Mary Hynes, Las Vegas Review-Journal on

Published in Health & Fitness

LAS VEGAS — More than three-quarters of Clark County schools began the academic year with a reported kindergarten vaccination rate of less than 95%, the threshold needed to prevent an outbreak of the highly contagious virus, new data shows.

Five percent, or 16 schools, reported rates below 80%, with one charter school as low as 33%, according to data compiled by the state and obtained by the Las Vegas Review-Journal through a public records request to the Southern Nevada Health District.

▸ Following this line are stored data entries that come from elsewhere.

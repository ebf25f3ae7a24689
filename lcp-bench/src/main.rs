//! Benchmarking CLI for the batched LCP solver.

mod problems;
mod strategy_choice;

use std::time::Instant;

use anyhow::{ensure, Context, Result};
use clap::{Parser, Subcommand};
use lcp_core::{forward, LcpSettings, Verbosity, DEFAULT_VERIFY_TOL};
use log::info;
use nalgebra::DVector;

use problems::{contact_batch, BatchShape};
use strategy_choice::StrategyChoice;

#[derive(Parser, Debug)]
#[command(name = "lcp-bench", about = "Benchmarks for the batched differentiable LCP solver")]
struct Cli {
    #[command(subcommand)]
    command: Option<Command>,

    /// Solver strategy
    #[arg(long, value_enum, default_value = "pdipm-batched")]
    solver: StrategyChoice,

    /// Maximum Newton iterations
    #[arg(long, default_value_t = 10)]
    max_iter: usize,

    /// Convergence tolerance
    #[arg(long, default_value_t = 1e-12)]
    eps: f64,

    /// Log level: -1 silent, 0 warnings, 1 per-iteration trace
    #[arg(long, default_value_t = 0, allow_hyphen_values = true)]
    verbose: i32,

    /// Minimum batch size for parallel processing
    #[arg(long, default_value_t = 4)]
    min_parallel: usize,
}

#[derive(Subcommand, Debug)]
enum Command {
    /// Benchmark one batch shape
    Run {
        #[arg(long, default_value_t = 64)]
        batch: usize,
        #[arg(long, default_value_t = 12)]
        nz: usize,
        #[arg(long, default_value_t = 8)]
        nineq: usize,
        #[arg(long, default_value_t = 0)]
        neq: usize,
        #[arg(long, default_value_t = 12345)]
        seed: u64,
        /// Number of timed repetitions
        #[arg(long, default_value_t = 3)]
        repeats: usize,
    },
    /// Benchmark a fixed set of shapes
    Sweep {
        #[arg(long, default_value_t = 12345)]
        seed: u64,
    },
}

struct BenchResult {
    forward_ms: f64,
    backward_ms: f64,
    iterations: usize,
    max_residual: f64,
    verified: bool,
}

fn run_once(shape: BatchShape, seed: u64, settings: &LcpSettings) -> Result<BenchResult> {
    let prob = contact_batch(shape, seed);

    let start = Instant::now();
    let session = forward(prob, settings).context("forward solve failed")?;
    let forward_ms = start.elapsed().as_secs_f64() * 1000.0;

    let iterations = session.info().iterations;
    let max_residual = session.info().max_residual();
    let verified = session.verify(DEFAULT_VERIFY_TOL).passed();

    let dl_dz = vec![DVector::from_element(shape.nz, 1.0); shape.batch];
    let start = Instant::now();
    session.backward(&dl_dz).context("backward solve failed")?;
    let backward_ms = start.elapsed().as_secs_f64() * 1000.0;

    Ok(BenchResult { forward_ms, backward_ms, iterations, max_residual, verified })
}

fn run_benchmark(name: &str, shape: BatchShape, seed: u64, repeats: usize, settings: &LcpSettings) -> Result<()> {
    ensure!(repeats > 0, "repeats must be at least 1");

    println!("\n{}", "=".repeat(60));
    println!("{}", name);
    println!("{}", "=".repeat(60));
    println!("Batch:            {}", shape.batch);
    println!("Variables (nz):   {}", shape.nz);
    println!("Inequalities:     {}", shape.nineq);
    println!("Equalities:       {}", shape.neq);
    println!();

    let mut results = Vec::with_capacity(repeats);
    for r in 0..repeats {
        let res = run_once(shape, seed, settings)?;
        info!("repeat {}: forward {:.3} ms, backward {:.3} ms", r, res.forward_ms, res.backward_ms);
        results.push(res);
    }

    let n = results.len() as f64;
    let fwd = results.iter().map(|r| r.forward_ms).sum::<f64>() / n;
    let bwd = results.iter().map(|r| r.backward_ms).sum::<f64>() / n;
    let last = &results[results.len() - 1];

    println!("Iterations:       {}", last.iterations);
    println!("Max residual:     {:.6e}", last.max_residual);
    println!("Verified:         {}", if last.verified { "yes" } else { "NO" });
    println!("Forward time:     {:.3} ms", fwd);
    println!("Backward time:    {:.3} ms", bwd);
    println!("Time/instance:    {:.3} ms", (fwd + bwd) / shape.batch as f64);
    Ok(())
}

fn main() -> Result<()> {
    let cli = Cli::parse();

    let level = match Verbosity::from_level(cli.verbose) {
        Verbosity::Silent => "error",
        Verbosity::Warnings => "warn",
        Verbosity::Iterations => "info",
    };
    env_logger::Builder::from_env(env_logger::Env::default().default_filter_or(level)).init();

    let settings = LcpSettings {
        eps: cli.eps,
        max_iter: cli.max_iter,
        verbose: Verbosity::from_level(cli.verbose),
        strategy: cli.solver.into(),
        min_batch_for_parallel: cli.min_parallel,
        ..LcpSettings::default()
    };
    settings.validate()?;

    println!("LCP Solver Benchmarks");
    println!("=====================");

    match cli.command.unwrap_or(Command::Sweep { seed: 12345 }) {
        Command::Run { batch, nz, nineq, neq, seed, repeats } => {
            let shape = BatchShape { batch, nz, nineq, neq };
            let name = format!("Contact batch (B={}, nz={}, nineq={}, neq={})", batch, nz, nineq, neq);
            run_benchmark(&name, shape, seed, repeats, &settings)?;
        }
        Command::Sweep { seed } => {
            let shapes = [
                ("Small contacts", BatchShape { batch: 16, nz: 6, nineq: 4, neq: 0 }),
                ("Medium contacts", BatchShape { batch: 64, nz: 12, nineq: 8, neq: 0 }),
                ("Large contacts", BatchShape { batch: 256, nz: 24, nineq: 16, neq: 0 }),
                ("Articulated (with joints)", BatchShape { batch: 64, nz: 18, nineq: 12, neq: 6 }),
            ];
            for (name, shape) in shapes {
                run_benchmark(name, shape, seed, 3, &settings)?;
            }
        }
    }

    println!("\n{}", "=".repeat(60));
    println!("Benchmarks complete");
    println!("{}", "=".repeat(60));
    Ok(())
}
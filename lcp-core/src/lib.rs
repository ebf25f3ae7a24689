//! Batched differentiable mixed LCP solver.
//!
//! Solves batches of mixed linear complementarity problems with a
//! slack/multiplier coupling term (contact and friction models) and
//! differentiates the solution with respect to every problem parameter.
//!
//! # Algorithm
//!
//! - **Forward**: a primal-dual interior point method with Mehrotra
//!   predictor-corrector steps, run in lock-step over the batch
//! - **Block factorization**: Q and the equality Schur block are factored
//!   once per solve; only the weighted inequality block is re-factored per
//!   Newton iteration
//! - **Backward**: implicit differentiation of the optimality conditions,
//!   one adjoint KKT solve per batch and closed-form outer products
//!
//! # Example
//!
//! ```ignore
//! use lcp_core::{forward, LcpProblem, LcpSettings, Param};
//! use nalgebra::{DMatrix, DVector};
//!
//! // min 1/2 |z|^2 + z1 + z2  s.t. z >= 0
//! let prob = LcpProblem::new(
//!     Param::Shared(DMatrix::identity(2, 2)),
//!     Param::PerInstance(vec![DVector::from_element(2, 1.0); 8]),
//!     Param::Shared(-DMatrix::identity(2, 2)),
//!     Param::Shared(DVector::zeros(2)),
//!     Param::PerInstance(vec![DMatrix::zeros(2, 2); 8]),
//! );
//!
//! let session = forward(prob, &LcpSettings::default())?;
//! println!("z = {:?}", session.z());
//!
//! let grads = session.backward(&vec![DVector::from_element(2, 1.0); 8])?;
//! println!("dl/dp = {:?}", grads.p);
//! ```

#![allow(missing_docs)]
#![warn(clippy::all)]

pub mod backward;
pub mod batch;
pub mod error;
pub mod linalg;
pub mod pdipm;
pub mod problem;
pub mod session;
pub mod util;
pub mod verify;

// Re-export main types
pub use backward::LcpGradients;
pub use batch::Param;
pub use error::{LcpError, LcpResult};
pub use pdipm::Iterate;
pub use problem::{
    ForwardInfo, ForwardStatus, LcpProblem, LcpSettings, ProblemDims, SolverStrategy, Verbosity,
};
pub use session::{forward, LcpFunction, LcpSession};
pub use verify::{verify_lcp, VerifyReport, DEFAULT_VERIFY_TOL};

Vaccination rates recorded the first day of school have since increased, the Clark County School District said, as more students got their shots or provided proof of vaccination. However, overall rates here and across the U.S. have been declining in recent years, with more parents obtaining exemptions for their children from state laws requiring that they be vaccinated to attend school.

The release of Clark County’s rates come at a time of a major outbreak in Texas with 505 cases, 57 hospitalizations and two deaths in school-age, unvaccinated children with no known underlying health conditions, according to the Texas Health and Human Services Department. With more than 600 measles cases reported in 21 states as of April 3, according to the Centers for Disease Control and Prevention, health authorities are gearing up for the possibility of an outbreak in Nevada, where no cases have been reported this year.

In Clark County, 23% of 311 public, charter and private schools reported in December that at least 95% of their kindergartners were up to date on their shots, while a full two-thirds of schools reported rates of 90% or higher. In Clark County School District schools, those rates were recorded on the first day of school. The health district provided the rates for schools with at least 20 kindergartners.

A vaccination rate of 95% will stop the spread of measles even to those who are unvaccinated, providing so-called “herd immunity,” according to health authorities.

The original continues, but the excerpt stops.